Corporal Roberts-Smith is the poster boy from central casting for the Australian Defence Force and he had previously told senior officers that he planned to leave the service following 18 years in the army and nine tours of duty with the SAS.
“Like any member of the ADF, there will come a time for me to move on. However, if and when that time comes, I will remain connected to the SASR, the Army and the ADF,’’ he said.
The man mountain with the laconic smile, the devoted wife Emma and cute twin daughters Eve and Elizabeth is a genuine hero and a recruiting dream for the army.
The fact that the man known fondly as “Big Ben” or “RS” to his mates was planning to leave the army did not surprise anyone who understands the rigours of military life and the incredible demands of high-end special-forces service.
Corporal Roberts-Smith has had more bullets flying past his head and has killed more enemy fighters in a few short years than most soldiers do in a lifetime.
Just reading the public citation that accompanied his Victoria Cross for Australia send a shiver down the spine of most civilians. The classified version that details the damage he inflicted on the other side is apparently frightening.

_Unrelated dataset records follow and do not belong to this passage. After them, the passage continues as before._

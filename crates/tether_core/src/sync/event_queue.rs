//! # Event Queue
//!
//! Unbounded FIFO between the UI thread (any number of producers) and the
//! execution loop (exactly one consumer per run).
//!
//! ```text
//!   UI thread     ──┐
//!   Input thread  ──┼──> [Mutex<VecDeque>] ──drain_all()──> Execution loop
//!   stop()        ──┘        + Condvar          (once per iteration)
//! ```
//!
//! Producers hold the lock only for a `push_back`. There is no capacity limit
//! and therefore no failure mode: the loop drains every iteration, and
//! redundant resizes are collapsed by [`coalesce_resizes`] before they are
//! applied.

use std::collections::VecDeque;
use std::sync::atomic::{AtomicU64, Ordering};
use std::time::Duration;

use parking_lot::{Condvar, Mutex};

use crate::event::Event;

/// Typical depth between two drains; the deque grows past it if needed.
const INITIAL_CAPACITY: usize = 64;

/// Snapshot of queue counters.
#[derive(Debug, Clone, Copy, Default, PartialEq, Eq)]
pub struct QueueStats {
    /// Events pushed since creation.
    pub pushed: u64,
    /// Events handed to the consumer since creation.
    pub drained: u64,
    /// Resize events dropped by coalescing.
    pub coalesced: u64,
    /// Events currently waiting.
    pub pending: usize,
}

/// Thread-safe ordered event queue.
pub struct EventQueue {
    events: Mutex<VecDeque<Event>>,
    not_empty: Condvar,
    pushed: AtomicU64,
    drained: AtomicU64,
    coalesced: AtomicU64,
}

impl EventQueue {
    /// Creates an empty queue.
    #[must_use]
    pub fn new() -> Self {
        Self {
            events: Mutex::new(VecDeque::with_capacity(INITIAL_CAPACITY)),
            not_empty: Condvar::new(),
            pushed: AtomicU64::new(0),
            drained: AtomicU64::new(0),
            coalesced: AtomicU64::new(0),
        }
    }

    /// Appends an event. Never waits on the consumer.
    pub fn push(&self, event: Event) {
        {
            let mut events = self.events.lock();
            events.push_back(event);
        }
        self.pushed.fetch_add(1, Ordering::Relaxed);
        self.not_empty.notify_one();
    }

    /// Removes and returns every event queued so far, oldest first.
    ///
    /// Everything a producer wrote before its `push` is visible to the caller
    /// once the pushed event is returned here (the queue lock orders them).
    #[must_use]
    pub fn drain_all(&self) -> Vec<Event> {
        let drained: Vec<Event> = {
            let mut events = self.events.lock();
            events.drain(..).collect()
        };
        self.drained.fetch_add(drained.len() as u64, Ordering::Relaxed);
        drained
    }

    /// Blocks until at least one event is queued or `timeout` elapses.
    ///
    /// Returns true if events are waiting. Used by the loop to sleep between
    /// frames without missing a push.
    pub fn wait_for_events(&self, timeout: Duration) -> bool {
        let mut events = self.events.lock();
        if events.is_empty() && !timeout.is_zero() {
            let _ = self.not_empty.wait_for(&mut events, timeout);
        }
        !events.is_empty()
    }

    /// Removes queued events matching `pred`, keeping the order of the rest.
    ///
    /// Returns how many were removed.
    pub fn purge<F>(&self, mut pred: F) -> usize
    where
        F: FnMut(&Event) -> bool,
    {
        let mut events = self.events.lock();
        let before = events.len();
        events.retain(|event| !pred(event));
        before - events.len()
    }

    /// Records resize events dropped by the consumer's coalescing pass.
    pub fn record_coalesced(&self, count: usize) {
        if count > 0 {
            self.coalesced.fetch_add(count as u64, Ordering::Relaxed);
        }
    }

    /// Number of events waiting.
    #[must_use]
    pub fn len(&self) -> usize {
        self.events.lock().len()
    }

    /// True if nothing is waiting.
    #[must_use]
    pub fn is_empty(&self) -> bool {
        self.events.lock().is_empty()
    }

    /// Returns the counters.
    #[must_use]
    pub fn stats(&self) -> QueueStats {
        QueueStats {
            pushed: self.pushed.load(Ordering::Relaxed),
            drained: self.drained.load(Ordering::Relaxed),
            coalesced: self.coalesced.load(Ordering::Relaxed),
            pending: self.len(),
        }
    }
}

impl Default for EventQueue {
    fn default() -> Self {
        Self::new()
    }
}

impl std::fmt::Debug for EventQueue {
    fn fmt(&self, f: &mut std::fmt::Formatter<'_>) -> std::fmt::Result {
        f.debug_struct("EventQueue")
            .field("stats", &self.stats())
            .finish_non_exhaustive()
    }
}

/// Collapses runs of `SurfaceChanged` into the last one of each run.
///
/// A run ends at any event that changes which surface is bound
/// (`SurfaceCreated`, `SurfaceDestroyed`) or at `Stop`; other events in
/// between do not break it. Relative order of everything kept is unchanged.
///
/// Returns the surviving events and how many were dropped.
#[must_use]
pub fn coalesce_resizes(events: Vec<Event>) -> (Vec<Event>, usize) {
    let mut kept = Vec::with_capacity(events.len());
    let mut dropped = 0;
    let mut later_resize_in_run = false;

    for event in events.into_iter().rev() {
        if event.is_surface_boundary() {
            later_resize_in_run = false;
        } else if matches!(event, Event::SurfaceChanged(_)) {
            if later_resize_in_run {
                dropped += 1;
                continue;
            }
            later_resize_in_run = true;
        }
        kept.push(event);
    }

    kept.reverse();
    (kept, dropped)
}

“On the 11th June 2010, a troop of the Special Operations Task Group conducted a helicopter assault into Tizak, Kandahar Province, in order to capture or kill a senior Taliban commander,” the citation reads.
“As he approached the structure, Corporal Roberts-Smith identified an insurgent grenadier in the throes of engaging his patrol. Corporal Roberts-Smith instinctively engaged the insurgent at point-blank range resulting in the death of the insurgent. With the members of his patrol still pinned down by the three enemy machine gun positions, he exposed his own position in order to draw fire away from his patrol, which enabled them to bring fire to bear against the enemy. His actions enabled his Patrol Commander to throw a grenade and silence one of the machine guns. Seizing the advantage, and demonstrating extreme devotion to duty and the most conspicuous gallantry, Corporal Roberts-Smith, with a total disregard for his own safety, stormed the enemy position killing the two remaining machine gunners.”
Incredible stuff and the sight of this two-metre plus, unshaven and heavily armed giant racing towards them like a Spartan warrior must have put the fear of god into the enemy fighters.
To pass selection for the Special Air Service Regiment is a feat in itself but to serve on nine active tours of duty is a remarkable though not uncommon achievement among the tight knit SAS community based at Campbell Barracks, Swanbourne near Perth.
Finding recruits that are up to the demands of SAS service is not easy. The families of SAS soldiers also sacrifice an enormous amount in support of their menfolk and Emma Roberts-Smith has had to stay at home on tenterhooks, waiting for that dreaded phone call, as her man has served with distinction in some of the most dangerous places on earth.
His planned departure signalled a tipping point for the military brass who are concerned about the loss of special-forces skills as the Afghanistan campaign draws to a close.
Commanders see the end of the war as a “decision point” for weary soldiers and some are well aware of the need to do something about providing a satisfying career path for their highest achieving soldiers.
The challenge in these days of shrinking budgets is to ensure that meaningful jobs can be found for the tier one operators. Many of those who are leaving, and there are quite a few including senior officers and soldiers, believe that the army is reverting to a 1990s force and that those in charge don’t know how to reverse the trend.
There are two fights going on, one on the battlefield and one in Canberra and as one former senior SAS operator put it, “We are not winning either.”
The urgent challenge for the top brass is to harness the knowledge and experience of operational commanders and operators and to promote younger guys into the senior command tent before they get restless. This could mean promoting them over the top of more senior officers who have served their time.
The fact that Big Ben has decided to stay on for now is good news for the SAS, the army and the nation. The challenge for the brass will be keeping him.